Productivity Short Talks
Re-engage at your weekly staff meetings with a Productivity Short Talk from the team at Slaughter Development. These fifteen minute sessions are available for Indianapolis-based companies and organizations at no-cost on any one of the following topics:
- A New Perspective on Email
- Making Communication Productive
- Business Process Modeling
- Improving Meetings
- Power Modeling: Self Training
- Productivity and Social Media
- Networking Efficiently
- The Power of “No”
Flyer [PDF, 663k]
Full descriptions of each prepared Short Talk is listed below:
A New Perspective on Email
No force in the modern workplace is more present or more daunting than email. Many business professionals remember a time before instantaneous electronic messaging, yet the hours we spend every day battling our inboxes make this memory seem impossible. This seminar provides a five week plan to help you regain control over email—not with a handful of clever tricks, but by adopting a new perspective.
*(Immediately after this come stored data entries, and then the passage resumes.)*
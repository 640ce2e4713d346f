use tracing::{debug, info};
use triplet_core::{Phase, ResponseRecord, StandardPhase, TrialRecord};
use triplet_timing::Timer;

use crate::error::ExperimentError;
use crate::presenter::Presenter;
use crate::recorder;
use crate::sink::RecordSink;
use crate::timeline::Timeline;
use crate::trial::FinishHook;

/// Drives a timeline screen by screen, recording one response per screen.
pub struct ExperimentStateMachine<T, K>
where
    T: Timer,
    K: RecordSink,
{
    phase: StandardPhase,
    timer: T,
    timeline: Timeline,
    sink: K,
    trial_number: usize,
    phase_trial_number: usize,
}

impl<T, K> ExperimentStateMachine<T, K>
where
    T: Timer,
    K: RecordSink,
{
    pub fn new(timeline: Timeline, timer: T, sink: K) -> Self {
        Self {
            phase: StandardPhase::default(),
            timer,
            timeline,
            sink,
            trial_number: 0,
            phase_trial_number: 0,
        }
    }

    fn advance_phase(&mut self, target: StandardPhase) {
        while self.phase != target {
            match self.phase.next() {
                Some(next) => {
                    info!(from = ?self.phase, to = ?next, "phase advanced");
                    self.phase = next;
                    self.phase_trial_number = 0;
                }
                None => break,
            }
        }
    }

    /// Presents the next screen and stores its record.
    /// Returns `false` once the timeline is exhausted.
    pub fn step<P: Presenter>(&mut self, presenter: &mut P) -> Result<bool, ExperimentError> {
        let index = self.trial_number;
        let Some(target) = self.timeline.screens().get(index).map(|s| s.phase) else {
            return Ok(false);
        };
        self.advance_phase(target);

        let screen = &self.timeline.screens()[index];
        let started = self.timer.now();
        let response = presenter.present(screen)?;
        let rt = self.timer.elapsed_ms(started);

        self.sink.push(TrialRecord::new(ResponseRecord {
            trial_index: index,
            trial_type: screen.trial_type,
            phase: screen.phase,
            response,
            rt,
            items: None,
            correct: None,
        }));

        let hook = screen.on_finish.zip(screen.definition.as_ref());
        match (hook, self.sink.last_mut()) {
            (Some((FinishHook::Score, definition)), Some(record)) => {
                recorder::enrich(record, definition);
                let selected = record.selected_item().cloned();
                let correct = record.correct_choice();
                self.phase_trial_number += 1;
                debug!(
                    trial_index = index,
                    rt,
                    selected = ?selected,
                    correct = ?correct,
                    progress = ?self.trial_progress(),
                    "trial finished"
                );
            }
            (Some((FinishHook::Describe, definition)), Some(record)) => {
                recorder::attach(record, definition);
                debug!(trial_index = index, rt, text = ?record.response.typed_text(), "description recorded");
            }
            _ => debug!(trial_index = index, rt, "screen finished"),
        }

        self.trial_number += 1;
        Ok(true)
    }

    /// Runs every remaining screen, then hands the records to `on_complete`
    /// exactly once and shows the closing message, if any.
    pub fn run<P, F>(
        mut self,
        presenter: &mut P,
        on_complete: F,
        closing_message: Option<&str>,
    ) -> Result<K, ExperimentError>
    where
        P: Presenter,
        F: FnOnce(&K),
    {
        info!(screens = self.timeline.len(), trials = self.timeline.trial_count(), "run started");
        while self.step(presenter)? {}

        info!(records = self.sink.len(), "run complete");
        on_complete(&self.sink);

        if let Some(message) = closing_message {
            presenter.finish(message)?;
        }
        Ok(self.sink)
    }

    /// (scored trials done, scored trials total) within the practice or
    /// main trial phase
    pub fn trial_progress(&self) -> Option<(usize, usize)> {
        if self.phase.is_trial() || self.phase.is_practice() {
            Some((
                self.phase_trial_number,
                self.timeline.scored_in_phase(self.phase),
            ))
        } else {
            None
        }
    }
}

#[cfg(test)]
mod tests {
    use super::*;
    use crate::config::ExperimentConfig;
    use crate::presenter::ScriptedPresenter;
    use crate::presets;
    use crate::sink::MemorySink;
    use pretty_assertions::assert_eq;
    use triplet_core::{Item, Outcome, Response, TrialType};
    use triplet_timing::ManualTimer;

    #[test]
    fn words_run_scores_each_trial() {
        let exp = presets::words("Thanks").unwrap();
        let timer = ManualTimer::new();
        let mut presenter = ScriptedPresenter::new(timer.clone())
            .click(0, 1500)
            .click(2, 900)
            .click(0, 1100)
            .click(2, 700)
            .click(1, 650);

        let machine = ExperimentStateMachine::new(exp.timeline, timer, MemorySink::new());
        let mut completed = 0;
        let sink = machine
            .run(&mut presenter, |_| completed += 1, exp.closing_message.as_deref())
            .unwrap();

        assert_eq!(completed, 1);
        assert_eq!(presenter.messages, ["Thanks"]);

        let records = sink.records();
        assert_eq!(records.len(), 5);
        assert_eq!(records[0].outcome, Outcome::default());
        assert_eq!(records[0].phase(), StandardPhase::Instructions);
        assert_eq!(records[0].response.rt, 1500);

        let scores: Vec<Option<bool>> = records[1..].iter().map(|r| r.correct_choice()).collect();
        assert_eq!(scores, [Some(true), Some(false), Some(true), Some(false)]);
        assert_eq!(records[1].selected_item(), Some(&Item::text("car")));
        assert_eq!(records[2].selected_item(), Some(&Item::text("dog")));
        assert_eq!(records[4].response.rt, 650);
    }

    #[test]
    fn images_completion_runs_after_end_screen() {
        let exp = presets::images("Thank you for participating!").unwrap();
        let timer = ManualTimer::new();
        let mut presenter = ScriptedPresenter::new(timer.clone())
            .key(" ", 2000)
            .key("a", 1800)
            .click(1, 842)
            .click(0, 700)
            .click(2, 910)
            .click(1, 605)
            .click(0, 1220)
            .key("x", 300);

        let machine = ExperimentStateMachine::new(exp.timeline, timer, MemorySink::new());
        let mut seen_at_completion = None;
        let sink = machine
            .run(
                &mut presenter,
                |sink: &MemorySink| {
                    seen_at_completion = sink.records().last().map(|r| r.phase());
                },
                None,
            )
            .unwrap();

        assert_eq!(seen_at_completion, Some(StandardPhase::Debrief));
        let records = sink.records();
        assert_eq!(records.len(), 8);
        assert!(presenter.messages.is_empty());
        assert_eq!(records[2].trial_type(), TrialType::ImageButtonResponse);
        assert_eq!(records[2].selected_item(), Some(&Item::image("img/img2.png")));
        assert_eq!(records[2].response.rt, 842);
        assert_eq!(records[7].response.response, Some(Response::Key("x".into())));
        assert!(records[2..7].iter().all(|r| r.correct_choice().is_none()));
    }

    #[test]
    fn progress_counts_scored_screens_per_phase() {
        let config = ExperimentConfig {
            stimulus_count: 4,
            block_size: 2,
            practice_trials: 2,
            ..ExperimentConfig::default()
        };
        let exp = presets::textures(&config).unwrap();
        let timer = ManualTimer::new();
        // welcome, task 1 instructions, two practice trials
        let mut presenter = ScriptedPresenter::new(timer.clone())
            .key(" ", 10)
            .key(" ", 10)
            .click(0, 10)
            .click(1, 10);
        let mut machine = ExperimentStateMachine::new(exp.timeline, timer, MemorySink::new());

        assert_eq!(machine.trial_progress(), None);
        machine.step(&mut presenter).unwrap();
        machine.step(&mut presenter).unwrap();
        assert_eq!(machine.trial_progress(), None);
        machine.step(&mut presenter).unwrap();
        assert_eq!(machine.phase, StandardPhase::Practice);
        assert_eq!(machine.trial_progress(), Some((1, 2)));
        machine.step(&mut presenter).unwrap();
        assert_eq!(machine.trial_progress(), Some((2, 2)));
    }

    #[test]
    fn exhausted_script_is_an_error() {
        let exp = presets::words("bye").unwrap();
        let timer = ManualTimer::new();
        let mut presenter = ScriptedPresenter::new(timer.clone()).click(0, 10);
        let machine = ExperimentStateMachine::new(exp.timeline, timer, MemorySink::new());
        let err = machine.run(&mut presenter, |_| {}, None).err().unwrap();
        assert!(matches!(err, ExperimentError::ScriptExhausted { index: 1 }));
    }
}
Making Communication Productive
There is a reason we speak and write to each other at work: to transmit ideas so we can get things done. But so often it seems that communicating at the office is ineffective and inefficient. How often have we decided just to do something ourselves rather than try to explain the work to someone else? Making Communication Productive offers actionable advice for helping to improve the way you speak, write, read and listen.
Business Process Modeling
At most professional organizations we are lucky to have a job description, much less an operations manual. Even good written documentation about work suffers from obvious and frustrating challenges: it is almost never read, rarely updated, and provides no guidance during an unexpected situation. Instead, companies should investigate visual schematics like those from the Unified Modeling Language (UML) and Business Process Modeling Notation (BPMN). This talk provides an introduction to Slaughter Development’s philosophy on modeling business process.
Thomas Sowell writes that “People who enjoy meetings should not be in charge of anything.” So often, sitting down with colleagues is an experience that feels unproductive and even demoralizing. Believe it or not, there is a reason to meet and a better way to run meetings. Request this seminar to learn ways to improve the way you spend time face-to-face.
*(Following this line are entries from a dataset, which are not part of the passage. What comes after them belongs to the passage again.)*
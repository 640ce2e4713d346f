use std::sync::Arc;
use std::sync::atomic::{AtomicU64, Ordering};
use std::time::{Duration, Instant};

/// Clock used to measure reaction times
pub trait Timer: Clone + Send + Sync {
    type Timestamp: Copy + Clone + Send + Sync;
    fn now(&self) -> Self::Timestamp;
    fn elapsed(&self, ts: Self::Timestamp) -> Duration;

    /// Elapsed time since `ts` in whole milliseconds
    fn elapsed_ms(&self, ts: Self::Timestamp) -> u64 {
        self.elapsed(ts).as_millis() as u64
    }
}

#[derive(Debug, Clone)]
pub struct MonotonicTimer {
    pub start: Instant,
}

impl Timer for MonotonicTimer {
    type Timestamp = u64;
    fn now(&self) -> u64 {
        self.start.elapsed().as_nanos() as u64
    }
    fn elapsed(&self, ts: u64) -> Duration {
        Duration::from_nanos(self.now().saturating_sub(ts))
    }
}

impl MonotonicTimer {
    pub fn new() -> Self {
        Self {
            start: Instant::now(),
        }
    }
}

impl Default for MonotonicTimer {
    fn default() -> Self {
        Self::new()
    }
}

/// Timer that only moves when told to. Clones share the same clock.
#[derive(Debug, Clone, Default)]
pub struct ManualTimer {
    now_ns: Arc<AtomicU64>,
}

impl ManualTimer {
    pub fn new() -> Self {
        Self::default()
    }

    pub fn advance(&self, d: Duration) {
        self.now_ns
            .fetch_add(d.as_nanos() as u64, Ordering::SeqCst);
    }
}

impl Timer for ManualTimer {
    type Timestamp = u64;
    fn now(&self) -> u64 {
        self.now_ns.load(Ordering::SeqCst)
    }
    fn elapsed(&self, ts: u64) -> Duration {
        Duration::from_nanos(self.now().saturating_sub(ts))
    }
}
Power Modeling: Self Training
Behind the concept of Power Modeling is a single principle: the mismatch between our mental models for systems and the actual internal mechanisms. This approach encourages individuals to challenge their own assumptions about how systems work, and then begin to determine the actual model through analysis and experimentation. These techniques can be used to facilitate analysis and help stakeholders teach themselves to use systems more effectively. If technology and systems seem too impossible to control, ask for help with Power Modeling.
Productivity and Social Media
If you are using Twitter, Facebook, MySpace or LinkedIn to promote your business, establish and maintain relationships, or just to communicate with colleagues and family, you probably have worried more than once that you are spending too much time with these tools. In this short talk, we cover effective techniques for maximizing productivity with social media without losing hours of your day online.
Every business professional benefits from making connections and building relationships. However, going to events, following up and pursuing these leads is daunting and difficult. Improving the techniques for networking—both during conversations as well as when reaching out later—will help you save time and improve the quality of the experience. The next big opportunity will likely come because of who you know. Request this seminar to learn more!
The Power of “No”
Slaughter Development’s own Ashley Lee points out the phrase “That’s Not My Job” as one of the most difficult statements to make at work. In most office cultures, however, it is as assumed that good employees will eagerly volunteer for any project. This Productivity Short Talk helps explain when, how and why to say “no.”